Another week passed however. Some of the public’s outrage was directed elsewhere. And by the end of this past week, it seemed to be all systems go for SoftBank, which took its finger off the pause button to strike two big deals: plugging $375 million into the robotic food-prep company Zume (with reported plans to invest another $375 million into the company at a later date), and announcing on Friday that it has sunk $1.1 billion into View, a maker of glass used in internet-connected windowpanes.
Apparently, both companies’ management teams see more to gain from partnering with SoftBank than trying to find other funding sources. The question is whether SoftBank itself will make the same decision as it maps out its own future, and we’re about to find out, seemingly. As the Financial Times notes, Sonis reporting SoftBank’s second-quarter results tomorrow, and there’s no question he will be posed a long list of questions about SoftBank’s ties to the Public Investment Fund, the sovereign-wealth fund that MBS controls.

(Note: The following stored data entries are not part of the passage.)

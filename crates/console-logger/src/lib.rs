//! Console Logger
//!
//! `log` backend for the browser. Each record becomes one console call at
//! the matching severity; on native targets records go to stderr.

use log::{Level, LevelFilter, Log, Metadata, Record, SetLoggerError};

struct ConsoleLogger {
    level: LevelFilter,
}

/// Install the logger; records above `level` are dropped
pub fn init(level: LevelFilter) -> Result<(), SetLoggerError> {
    let logger: &'static ConsoleLogger = Box::leak(Box::new(ConsoleLogger { level }));
    log::set_logger(logger)?;
    log::set_max_level(level);
    Ok(())
}

/// `[LEVEL target] message`
pub fn format_record(record: &Record) -> String {
    format!("[{} {}] {}", record.level(), record.target(), record.args())
}

impl Log for ConsoleLogger {
    fn enabled(&self, metadata: &Metadata) -> bool {
        metadata.level() <= self.level
    }

    fn log(&self, record: &Record) {
        if !self.enabled(record.metadata()) {
            return;
        }
        emit(record.level(), &format_record(record));
    }

    fn flush(&self) {}
}

#[cfg(target_arch = "wasm32")]
fn emit(level: Level, line: &str) {
    match level {
        Level::Error => web_sys::console::error_1(&line.into()),
        Level::Warn => web_sys::console::warn_1(&line.into()),
        Level::Info => web_sys::console::info_1(&line.into()),
        Level::Debug => web_sys::console::log_1(&line.into()),
        Level::Trace => web_sys::console::debug_1(&line.into()),
    }
}

#[cfg(not(target_arch = "wasm32"))]
fn emit(_level: Level, line: &str) {
    eprintln!("{}", line);
}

To date, Son has said nothing about the Khashoggi case. And though Son skipped an appearance at investment conference organized the week before last by MBS in Riyadh, Son did meet with the prince privately before the event. Our sources say this was to privately express his concern over Khashoggi, but we also get the impression that there was no talk about breaking up the band.
We’ll hopefully find out imminently whether that’s right or wrong. SoftBank’s association with MBS is certainly not going to be forgotten anytime soon. Indeed, as the FT notes, SoftBank’s shares have fallen fully 26 percent since Khashoggi disappeared in early October.